- _Work instructions_: Two lines in the listing below mark the span: one contains "assert_eq!(img.dimensions(), (32, 24));" and one contains "run_producer(TestPattern::new(&small_params()), r, &s)". Reproduce both of them and everything between, exactly.

- _Material provided_:
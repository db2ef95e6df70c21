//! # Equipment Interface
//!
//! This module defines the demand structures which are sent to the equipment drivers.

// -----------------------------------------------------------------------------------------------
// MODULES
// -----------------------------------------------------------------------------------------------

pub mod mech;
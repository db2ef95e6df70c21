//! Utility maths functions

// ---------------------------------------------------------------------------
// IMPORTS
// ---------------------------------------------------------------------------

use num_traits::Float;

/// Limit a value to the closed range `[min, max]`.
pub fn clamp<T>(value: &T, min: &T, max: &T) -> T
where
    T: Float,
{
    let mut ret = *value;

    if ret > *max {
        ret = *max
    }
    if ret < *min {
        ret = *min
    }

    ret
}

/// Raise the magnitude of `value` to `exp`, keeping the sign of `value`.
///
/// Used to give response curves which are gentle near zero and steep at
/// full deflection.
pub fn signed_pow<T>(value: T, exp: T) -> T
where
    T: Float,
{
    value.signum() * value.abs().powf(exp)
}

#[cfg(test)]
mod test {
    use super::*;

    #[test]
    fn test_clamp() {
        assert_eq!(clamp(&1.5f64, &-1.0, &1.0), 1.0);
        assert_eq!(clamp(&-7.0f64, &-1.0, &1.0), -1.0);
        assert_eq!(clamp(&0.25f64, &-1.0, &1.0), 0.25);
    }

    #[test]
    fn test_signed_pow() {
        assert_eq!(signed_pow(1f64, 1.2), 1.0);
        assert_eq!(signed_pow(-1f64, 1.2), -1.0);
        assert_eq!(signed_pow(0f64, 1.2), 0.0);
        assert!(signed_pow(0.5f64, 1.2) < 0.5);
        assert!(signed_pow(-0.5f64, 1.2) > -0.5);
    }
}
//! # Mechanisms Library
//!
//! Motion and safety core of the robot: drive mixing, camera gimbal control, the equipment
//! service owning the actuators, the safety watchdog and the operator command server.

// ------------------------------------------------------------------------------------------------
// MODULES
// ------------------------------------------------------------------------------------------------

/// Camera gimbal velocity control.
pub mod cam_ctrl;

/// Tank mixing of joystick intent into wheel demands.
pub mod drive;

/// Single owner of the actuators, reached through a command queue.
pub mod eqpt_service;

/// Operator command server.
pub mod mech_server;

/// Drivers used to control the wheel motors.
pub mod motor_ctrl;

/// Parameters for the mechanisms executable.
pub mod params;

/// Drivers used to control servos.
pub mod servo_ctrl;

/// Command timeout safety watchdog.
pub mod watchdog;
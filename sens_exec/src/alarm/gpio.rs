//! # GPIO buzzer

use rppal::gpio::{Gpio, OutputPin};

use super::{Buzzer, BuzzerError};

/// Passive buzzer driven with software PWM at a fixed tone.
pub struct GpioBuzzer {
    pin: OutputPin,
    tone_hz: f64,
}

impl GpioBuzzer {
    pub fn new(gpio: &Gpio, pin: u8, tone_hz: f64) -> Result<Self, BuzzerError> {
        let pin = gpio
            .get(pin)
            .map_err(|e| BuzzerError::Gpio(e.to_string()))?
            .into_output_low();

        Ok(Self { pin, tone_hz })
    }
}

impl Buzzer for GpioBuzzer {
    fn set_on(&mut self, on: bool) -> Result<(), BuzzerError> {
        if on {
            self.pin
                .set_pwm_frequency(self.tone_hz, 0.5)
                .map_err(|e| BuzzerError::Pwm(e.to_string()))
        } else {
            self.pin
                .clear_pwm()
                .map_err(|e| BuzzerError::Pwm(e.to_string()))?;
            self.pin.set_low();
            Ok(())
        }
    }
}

---

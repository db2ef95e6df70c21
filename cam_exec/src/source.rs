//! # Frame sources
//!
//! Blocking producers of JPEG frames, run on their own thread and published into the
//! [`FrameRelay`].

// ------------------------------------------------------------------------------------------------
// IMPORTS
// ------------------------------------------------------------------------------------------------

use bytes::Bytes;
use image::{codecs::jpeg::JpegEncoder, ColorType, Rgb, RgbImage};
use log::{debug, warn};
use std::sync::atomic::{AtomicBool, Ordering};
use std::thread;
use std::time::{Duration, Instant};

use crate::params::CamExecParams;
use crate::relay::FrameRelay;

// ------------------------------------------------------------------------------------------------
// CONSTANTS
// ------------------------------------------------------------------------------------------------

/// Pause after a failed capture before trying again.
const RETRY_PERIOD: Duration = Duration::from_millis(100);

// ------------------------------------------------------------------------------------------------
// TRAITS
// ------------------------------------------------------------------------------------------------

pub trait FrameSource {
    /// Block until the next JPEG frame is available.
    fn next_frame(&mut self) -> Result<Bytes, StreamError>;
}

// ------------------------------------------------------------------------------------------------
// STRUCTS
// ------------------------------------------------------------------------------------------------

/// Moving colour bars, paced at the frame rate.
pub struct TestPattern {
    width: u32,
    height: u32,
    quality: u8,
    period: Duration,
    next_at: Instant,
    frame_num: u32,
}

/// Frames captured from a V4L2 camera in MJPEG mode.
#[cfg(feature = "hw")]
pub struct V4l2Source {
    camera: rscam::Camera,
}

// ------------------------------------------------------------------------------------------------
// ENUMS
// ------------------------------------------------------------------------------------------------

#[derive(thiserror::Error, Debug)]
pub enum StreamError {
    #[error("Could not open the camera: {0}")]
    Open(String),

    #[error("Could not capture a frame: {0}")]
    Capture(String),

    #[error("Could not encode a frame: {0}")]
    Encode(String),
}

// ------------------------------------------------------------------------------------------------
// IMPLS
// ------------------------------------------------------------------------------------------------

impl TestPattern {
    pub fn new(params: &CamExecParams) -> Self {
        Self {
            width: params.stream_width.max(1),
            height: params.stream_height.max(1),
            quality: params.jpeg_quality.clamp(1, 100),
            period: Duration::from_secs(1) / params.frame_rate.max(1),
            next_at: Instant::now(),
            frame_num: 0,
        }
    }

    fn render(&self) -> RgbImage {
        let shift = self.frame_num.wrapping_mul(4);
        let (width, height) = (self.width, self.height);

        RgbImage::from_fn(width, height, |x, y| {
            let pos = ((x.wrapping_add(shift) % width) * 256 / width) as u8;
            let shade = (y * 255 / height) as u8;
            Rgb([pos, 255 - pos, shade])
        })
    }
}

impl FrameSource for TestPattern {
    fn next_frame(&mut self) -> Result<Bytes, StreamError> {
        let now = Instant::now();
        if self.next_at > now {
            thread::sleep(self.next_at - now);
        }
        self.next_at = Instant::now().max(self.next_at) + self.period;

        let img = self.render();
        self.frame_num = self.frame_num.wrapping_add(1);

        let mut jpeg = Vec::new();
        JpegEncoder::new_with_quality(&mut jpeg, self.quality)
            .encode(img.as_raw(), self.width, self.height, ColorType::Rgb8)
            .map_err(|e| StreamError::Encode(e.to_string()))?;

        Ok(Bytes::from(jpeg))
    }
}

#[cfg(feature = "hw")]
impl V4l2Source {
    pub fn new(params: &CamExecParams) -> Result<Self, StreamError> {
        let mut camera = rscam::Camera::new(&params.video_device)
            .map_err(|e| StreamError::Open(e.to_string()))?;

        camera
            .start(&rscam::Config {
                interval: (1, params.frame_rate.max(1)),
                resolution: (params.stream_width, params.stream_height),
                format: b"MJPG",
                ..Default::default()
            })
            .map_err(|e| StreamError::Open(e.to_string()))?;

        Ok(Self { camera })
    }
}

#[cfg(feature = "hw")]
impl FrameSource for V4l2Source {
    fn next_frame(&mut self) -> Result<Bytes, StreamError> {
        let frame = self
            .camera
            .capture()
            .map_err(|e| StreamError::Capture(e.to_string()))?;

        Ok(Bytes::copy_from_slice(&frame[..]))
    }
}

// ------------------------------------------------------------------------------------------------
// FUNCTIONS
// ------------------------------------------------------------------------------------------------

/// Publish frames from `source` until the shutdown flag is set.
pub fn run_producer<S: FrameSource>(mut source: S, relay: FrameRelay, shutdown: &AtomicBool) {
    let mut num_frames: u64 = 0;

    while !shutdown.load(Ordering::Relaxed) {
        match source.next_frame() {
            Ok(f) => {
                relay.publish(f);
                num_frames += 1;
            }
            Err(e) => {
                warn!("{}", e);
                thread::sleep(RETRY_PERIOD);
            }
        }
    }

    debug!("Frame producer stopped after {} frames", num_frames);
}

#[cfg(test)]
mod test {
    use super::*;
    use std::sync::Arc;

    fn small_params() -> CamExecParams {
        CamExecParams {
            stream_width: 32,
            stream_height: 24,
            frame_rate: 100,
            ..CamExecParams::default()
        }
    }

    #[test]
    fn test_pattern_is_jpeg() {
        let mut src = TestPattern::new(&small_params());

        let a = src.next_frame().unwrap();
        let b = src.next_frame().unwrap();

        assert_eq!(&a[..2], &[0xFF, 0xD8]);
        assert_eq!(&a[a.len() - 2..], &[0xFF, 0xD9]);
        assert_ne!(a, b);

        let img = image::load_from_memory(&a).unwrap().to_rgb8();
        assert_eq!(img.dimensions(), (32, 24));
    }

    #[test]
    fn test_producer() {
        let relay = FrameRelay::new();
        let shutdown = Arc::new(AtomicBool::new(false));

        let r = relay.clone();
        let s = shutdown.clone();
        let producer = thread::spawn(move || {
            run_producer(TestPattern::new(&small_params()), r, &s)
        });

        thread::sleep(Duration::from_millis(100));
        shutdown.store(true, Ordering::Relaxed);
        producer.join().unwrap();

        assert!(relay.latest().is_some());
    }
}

- _Solution to this task_:
        assert_eq!(img.dimensions(), (32, 24));
    }

    #[test]
    fn test_producer() {
        let relay = FrameRelay::new();
        let shutdown = Arc::new(AtomicBool::new(false));

        let r = relay.clone();
        let s = shutdown.clone();
        let producer = thread::spawn(move || {
            run_producer(TestPattern::new(&small_params()), r, &s)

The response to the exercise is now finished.